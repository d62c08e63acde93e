//! Post-retrieval spatial reduction of a record collection.
//!
//! The filter geometry decides the mode: polygons and multi-polygons keep the
//! records inside them, a point keeps either the K nearest records or the
//! records within a radius. Records without a resolvable point are dropped,
//! never reported as errors.

use geo::Intersects;
use geo_types::{MultiPolygon, Point, Polygon};
use serde::Serialize;
use serde_json::{Map, Value};

use crate::geometry::{GeometryError, Shape, resolve_point};
use crate::records::{Record, RecordSet};

/// Transient field holding the distance from the filter point.
pub const DISTANCE_FIELD: &str = "_distance";

/// How a point filter reduces the records.
#[derive(Debug, Clone, Copy, PartialEq)]
pub enum PointMode {
    Nearest { count: usize },
    Radius { radius: f64 },
}

/// A point mode plus the oracle's explanation for it, if any.
#[derive(Debug, Clone, PartialEq)]
pub struct PointDecision {
    pub mode: PointMode,
    pub reasoning: Option<String>,
}

impl PointDecision {
    /// The decision used when the oracle gives no usable answer.
    pub fn fallback(nearest_default: usize) -> Self {
        Self {
            mode: PointMode::Nearest {
                count: nearest_default,
            },
            reasoning: None,
        }
    }

    /// Reads an oracle reply of the form `{"mode": ..., "value": ..., "reasoning": ...}`.
    ///
    /// Missing or unknown `mode` means nearest. A missing, non-numeric or
    /// non-positive `value` takes the matching default.
    pub fn from_reply(reply: &Map<String, Value>, nearest_default: usize, radius_default: f64) -> Self {
        let value = reply.get("value").and_then(number);
        let mode = match reply.get("mode").and_then(Value::as_str).map(str::to_lowercase) {
            Some(mode) if mode == "radius" => PointMode::Radius {
                radius: value.filter(|v| *v > 0.0).unwrap_or(radius_default),
            },
            _ => PointMode::Nearest {
                count: value
                    .filter(|v| *v >= 1.0)
                    .map(|v| v as usize)
                    .unwrap_or(nearest_default),
            },
        };
        let reasoning = reply
            .get("reasoning")
            .and_then(Value::as_str)
            .map(str::to_string)
            .filter(|s| !s.trim().is_empty());

        Self { mode, reasoning }
    }
}

fn number(value: &Value) -> Option<f64> {
    match value {
        Value::Number(n) => n.as_f64(),
        Value::String(s) => s.trim().parse().ok(),
        _ => None,
    }
}

/// Areal filter geometry.
#[derive(Debug, Clone, PartialEq)]
pub enum Area {
    Polygon(Polygon<f64>),
    MultiPolygon(MultiPolygon<f64>),
}

impl Area {
    /// Boundary-inclusive containment test.
    pub fn contains_point(&self, point: &Point<f64>) -> bool {
        match self {
            Self::Polygon(p) => p.intersects(point),
            Self::MultiPolygon(mp) => mp.intersects(point),
        }
    }
}

/// The reduction to perform, decided from the filter geometry.
#[derive(Debug, Clone, PartialEq)]
pub enum FilterPlan {
    Containment(Area),
    Nearest { origin: Point<f64>, count: usize },
    Radius { origin: Point<f64>, radius: f64 },
}

impl FilterPlan {
    /// Builds the plan for `shape`.
    ///
    /// `decide` is only consulted for point geometries.
    ///
    /// # Errors
    ///
    /// Geometry collections are `UnsupportedGeometryType`.
    pub fn for_shape(shape: Shape, decide: impl FnOnce() -> PointMode) -> Result<Self, GeometryError> {
        match shape {
            Shape::Polygon(p) => Ok(Self::Containment(Area::Polygon(p))),
            Shape::MultiPolygon(mp) => Ok(Self::Containment(Area::MultiPolygon(mp))),
            Shape::Point(origin) => Ok(match decide() {
                PointMode::Nearest { count } => Self::Nearest { origin, count },
                PointMode::Radius { radius } => Self::Radius { origin, radius },
            }),
            other @ Shape::Collection(_) => Err(GeometryError::UnsupportedGeometryType(
                other.type_name().to_string(),
            )),
        }
    }

    /// Applies the plan, returning the reduced set in the input's shape.
    pub fn apply(&self, set: &RecordSet) -> RecordSet {
        let records = set.records();
        let kept = match self {
            Self::Containment(area) => contained(records, area),
            Self::Nearest { origin, count } => nearest(records, origin, *count),
            Self::Radius { origin, radius } => within_radius(records, origin, *radius),
        };
        set.with_records(kept)
    }

    fn mode_name(&self) -> &'static str {
        match self {
            Self::Containment(_) => "polygon_containment",
            Self::Nearest { .. } => "nearest",
            Self::Radius { .. } => "radius",
        }
    }
}

/// Metadata describing one filter invocation, used by answer rendering.
#[derive(Debug, Clone, PartialEq, Serialize)]
pub struct SpatialSummary {
    pub mode: String,
    pub geometry_type: String,
    pub original_count: usize,
    pub filtered_count: usize,
    #[serde(skip_serializing_if = "Option::is_none")]
    pub count: Option<usize>,
    #[serde(skip_serializing_if = "Option::is_none")]
    pub radius: Option<f64>,
    #[serde(skip_serializing_if = "Option::is_none")]
    pub reasoning: Option<String>,
}

impl SpatialSummary {
    pub fn new(
        plan: &FilterPlan,
        geometry_type: &str,
        original_count: usize,
        filtered_count: usize,
        reasoning: Option<String>,
    ) -> Self {
        let (count, radius) = match plan {
            FilterPlan::Containment(_) => (None, None),
            FilterPlan::Nearest { count, .. } => (Some(*count), None),
            FilterPlan::Radius { radius, .. } => (None, Some(*radius)),
        };
        Self {
            mode: plan.mode_name().to_string(),
            geometry_type: geometry_type.to_string(),
            original_count,
            filtered_count,
            count,
            radius,
            reasoning,
        }
    }
}

/// Records whose resolved point lies inside `area`, in input order.
pub fn contained(records: &[Record], area: &Area) -> Vec<Record> {
    records
        .iter()
        .filter(|record| {
            resolve_point(record)
                .map(|point| area.contains_point(&point))
                .unwrap_or(false)
        })
        .cloned()
        .collect()
}

/// The `count` records closest to `origin`, nearest first.
///
/// Ties keep input order.
pub fn nearest(records: &[Record], origin: &Point<f64>, count: usize) -> Vec<Record> {
    let mut ranked = with_distances(records, origin);
    ranked.truncate(count);
    ranked.into_iter().map(|(record, _)| record).collect()
}

/// Records at most `radius` from `origin`, nearest first.
pub fn within_radius(records: &[Record], origin: &Point<f64>, radius: f64) -> Vec<Record> {
    with_distances(records, origin)
        .into_iter()
        .take_while(|(_, distance)| *distance <= radius)
        .map(|(record, _)| record)
        .collect()
}

/// Planar Euclidean distance.
pub fn distance(a: &Point<f64>, b: &Point<f64>) -> f64 {
    (a.x() - b.x()).hypot(a.y() - b.y())
}

/// Resolvable records with [`DISTANCE_FIELD`] attached, sorted ascending and stable.
fn with_distances(records: &[Record], origin: &Point<f64>) -> Vec<(Record, f64)> {
    let mut ranked: Vec<(Record, f64)> = records
        .iter()
        .filter_map(|record| {
            let point = resolve_point(record).ok()?;
            let d = distance(origin, &point);
            let mut record = record.clone();
            record.insert(DISTANCE_FIELD.to_string(), Value::from(d));
            Some((record, d))
        })
        .collect();
    ranked.sort_by(|a, b| a.1.total_cmp(&b.1));
    ranked
}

> [THE TASK]: The lines to return run from the one containing "Some((record, d))" through the last line of the records above. Give them exactly and include nothing more.

> [SOLUTION]:
            Some((record, d))
        })
        .collect();
    ranked.sort_by(|a, b| a.1.total_cmp(&b.1));
    ranked
}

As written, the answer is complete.